8. Costs to Fulfil Contract. CPI Outsourcing enters into a contract to operate ReSa Review
School’s information technology data center for 3 years. CPI Outsourcing incurs selling
commission costs of P40,000 to obtain the contract. Before performing the services, CPI
Outsourcing designs and builds a technology platform that interfaces with Resa Review’s
systems. That platform is not transferred to ReSa. ReSa promises to pay a fixed fee of P80,000
per month. CPI Outsourcing incurs the following costs: design services for the platform
P60,000, hardware for the platform P200,000, software P120,000, and migration and testing
of data center P130,000. Which of these costs are capitalized and expensed?
9. Franchise Agreements. Domina’s Pizza Inc. enters into a franchise agreement on November
1, 20x7, giving Doming Corp. the right to operate as a franchisee of Domina’s Pizza for 5 years.
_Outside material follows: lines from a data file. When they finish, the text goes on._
//! Commission payouts: customer requests and the admin review flow.

use chrono::Utc;
use domain::models::commission::{CommissionAccount, FlowLinks};
use domain::models::withdraw::{
    WithdrawFilter, WithdrawRecord, WithdrawRequest, WithdrawStatus,
};
use domain::services::calendar::BusinessCalendar;
use domain::services::withdrawal::quote_withdrawal;
use persistence::repositories::{CommissionRepository, WithdrawRepository};
use shared::numbering;
use shared::pagination::{PageRequest, PageResult};
use sqlx::{PgConnection, PgPool};
use tracing::info;
use validator::Validate;

use crate::error::ApiError;
use crate::middleware::metrics::record_withdrawal_requested;
use crate::services::commission::CommissionService;

#[derive(Clone)]
pub struct WithdrawService {
    pool: PgPool,
    withdrawals: WithdrawRepository,
    commissions: CommissionRepository,
    commission: CommissionService,
    calendar: BusinessCalendar,
}

impl WithdrawService {
    pub fn new(pool: PgPool, calendar: BusinessCalendar) -> Self {
        Self {
            withdrawals: WithdrawRepository::new(pool.clone()),
            commissions: CommissionRepository::new(pool.clone()),
            commission: CommissionService::new(pool.clone()),
            calendar,
            pool,
        }
    }

    /// Freezes the requested amount and opens a pending withdrawal.
    pub async fn request(&self, user_id: i64, request: &WithdrawRequest) -> Result<WithdrawRecord, ApiError> {
        request.validate()?;
        let settings = self.commission.settings().await?;
        let now = Utc::now();

        let mut tx = self.pool.begin().await?;
        // The account lock also serializes the daily count per user.
        let mut account: CommissionAccount =
            self.commissions.lock_account(&mut tx, user_id).await?.into();
        let today_count = self
            .withdrawals
            .count_since(&mut tx, user_id, self.calendar.start_of_day(now))
            .await?;
        let quote = quote_withdrawal(request, &settings, today_count)?;

        let flow = account.freeze(quote.amount)?;
        self.commissions.save_account(&mut tx, &account).await?;

        let withdraw_no = numbering::withdraw_no(now);
        let record: WithdrawRecord = self
            .withdrawals
            .insert(&mut tx, user_id, &withdraw_no, &quote, request)
            .await?
            .into();
        self.commissions
            .insert_flow(
                &mut tx,
                user_id,
                &flow,
                FlowLinks::withdraw(record.id),
                Some(&withdraw_no),
            )
            .await?;
        tx.commit().await?;

        record_withdrawal_requested(request.withdraw_type.as_str());
        info!(
            user_id,
            withdraw_no = %record.withdraw_no,
            amount = %record.amount,
            fee = %record.fee,
            method = request.withdraw_type.as_str(),
            "Withdrawal requested"
        );
        Ok(record.masked())
    }

    pub async fn approve(&self, id: i64) -> Result<WithdrawRecord, ApiError> {
        let mut tx = self.pool.begin().await?;
        let mut record = self.lock_record(&mut tx, id).await?;
        record.status.ensure_transition(WithdrawStatus::Approved)?;
        record.status = WithdrawStatus::Approved;
        record.audit_time = Some(Utc::now());
        let record: WithdrawRecord = self.withdrawals.save(&mut tx, &record).await?.into();
        tx.commit().await?;

        info!(withdraw_no = %record.withdraw_no, "Withdrawal approved");
        Ok(record.masked())
    }

    /// Pays out an approved withdrawal: `frozen -> withdrawn`.
    pub async fn complete(&self, id: i64) -> Result<WithdrawRecord, ApiError> {
        let mut tx = self.pool.begin().await?;
        let mut record = self.lock_record(&mut tx, id).await?;
        record.status.ensure_transition(WithdrawStatus::Completed)?;

        let mut account: CommissionAccount =
            self.commissions.lock_account(&mut tx, record.user_id).await?.into();
        let flow = account.withdraw_out(record.amount)?;
        self.commissions.save_account(&mut tx, &account).await?;
        self.commissions
            .insert_flow(
                &mut tx,
                record.user_id,
                &flow,
                FlowLinks::withdraw(record.id),
                Some(&record.withdraw_no),
            )
            .await?;

        record.status = WithdrawStatus::Completed;
        record.complete_time = Some(Utc::now());
        let record: WithdrawRecord = self.withdrawals.save(&mut tx, &record).await?.into();
        tx.commit().await?;

        info!(withdraw_no = %record.withdraw_no, amount = %record.actual_amount, "Withdrawal completed");
        Ok(record.masked())
    }

    pub async fn reject(&self, id: i64, reason: &str) -> Result<WithdrawRecord, ApiError> {
        let mut tx = self.pool.begin().await?;
        let mut record = self.lock_record(&mut tx, id).await?;
        record.status.ensure_transition(WithdrawStatus::Rejected)?;
        record.status = WithdrawStatus::Rejected;
        record.reject_reason = Some(reason.to_string());
        record.audit_time = Some(Utc::now());
        let record = self.release(&mut tx, record).await?;
        tx.commit().await?;

        info!(withdraw_no = %record.withdraw_no, reason, "Withdrawal rejected");
        Ok(record.masked())
    }

    /// Customer withdraws their own pending request.
    pub async fn cancel_own(&self, user_id: i64, id: i64) -> Result<WithdrawRecord, ApiError> {
        let mut tx = self.pool.begin().await?;
        let mut record = self.lock_record(&mut tx, id).await?;
        if record.user_id != user_id {
            return Err(ApiError::NotFound(format!("Withdrawal {} not found", id)));
        }
        record.status.ensure_transition(WithdrawStatus::Cancelled)?;
        record.status = WithdrawStatus::Cancelled;
        let record = self.release(&mut tx, record).await?;
        tx.commit().await?;

        info!(withdraw_no = %record.withdraw_no, user_id, "Withdrawal cancelled");
        Ok(record.masked())
    }

    pub async fn list(
        &self,
        filter: &WithdrawFilter,
        page: &PageRequest,
    ) -> Result<PageResult<WithdrawRecord>, ApiError> {
        let (rows, total) = self.withdrawals.list(filter, page).await?;
        Ok(PageResult::new(
            rows.into_iter()
                .map(|row| WithdrawRecord::from(row).masked())
                .collect(),
            total,
            page,
        ))
    }

    pub async fn list_own(&self, user_id: i64, page: &PageRequest) -> Result<PageResult<WithdrawRecord>, ApiError> {
        let filter = WithdrawFilter {
            user_id: Some(user_id),
            ..Default::default()
        };
        self.list(&filter, page).await
    }

    /// Unfreezes the record's amount and saves the record.
    async fn release(
        &self,
        conn: &mut PgConnection,
        record: WithdrawRecord,
    ) -> Result<WithdrawRecord, ApiError> {
        let mut account: CommissionAccount =
            self.commissions.lock_account(conn, record.user_id).await?.into();
        let flow = account.unfreeze(record.amount)?;
        self.commissions.save_account(conn, &account).await?;
        self.commissions
            .insert_flow(
                conn,
                record.user_id,
                &flow,
                FlowLinks::withdraw(record.id),
                Some(&record.withdraw_no),
            )
            .await?;
        Ok(self.withdrawals.save(conn, &record).await?.into())
    }

    async fn lock_record(&self, conn: &mut PgConnection, id: i64) -> Result<WithdrawRecord, ApiError> {
        self.withdrawals
            .lock(conn, id)
            .await?
            .map(Into::into)
            .ok_or_else(|| ApiError::NotFound(format!("Withdrawal {} not found", id)))
    }
}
Domina’s charges Doming an initial franchise fee of P475,000 for the right to operate as a
franchisee. Of this amount, P190,000 is payable when Doming Corp. signs the agreement, and
the balance is payable in five annual payments of P57,000 each on December 31. Doming also
promises to pay ongoing royalty payments of 1% of its annual sales (payable every January 31
of the following year) and is obliged to purchase products from Domino’s at its current
standalone selling prices at the time of purchase. The credit rating of Doming indicates that
money can be borrowed at 8%. The present value of an ordinary annuity of five annual
receipts of P57,000 each discounted at 8% is P227,584.5. The discount of P57,415.5 represents
the interest revenue to be accrued by Domina’s Pizza inc. over the payment period.
Training is completed in January 20x8, the equipment is installed in January 20x8 and Doming
holds a grand opening on February 2, 20x8.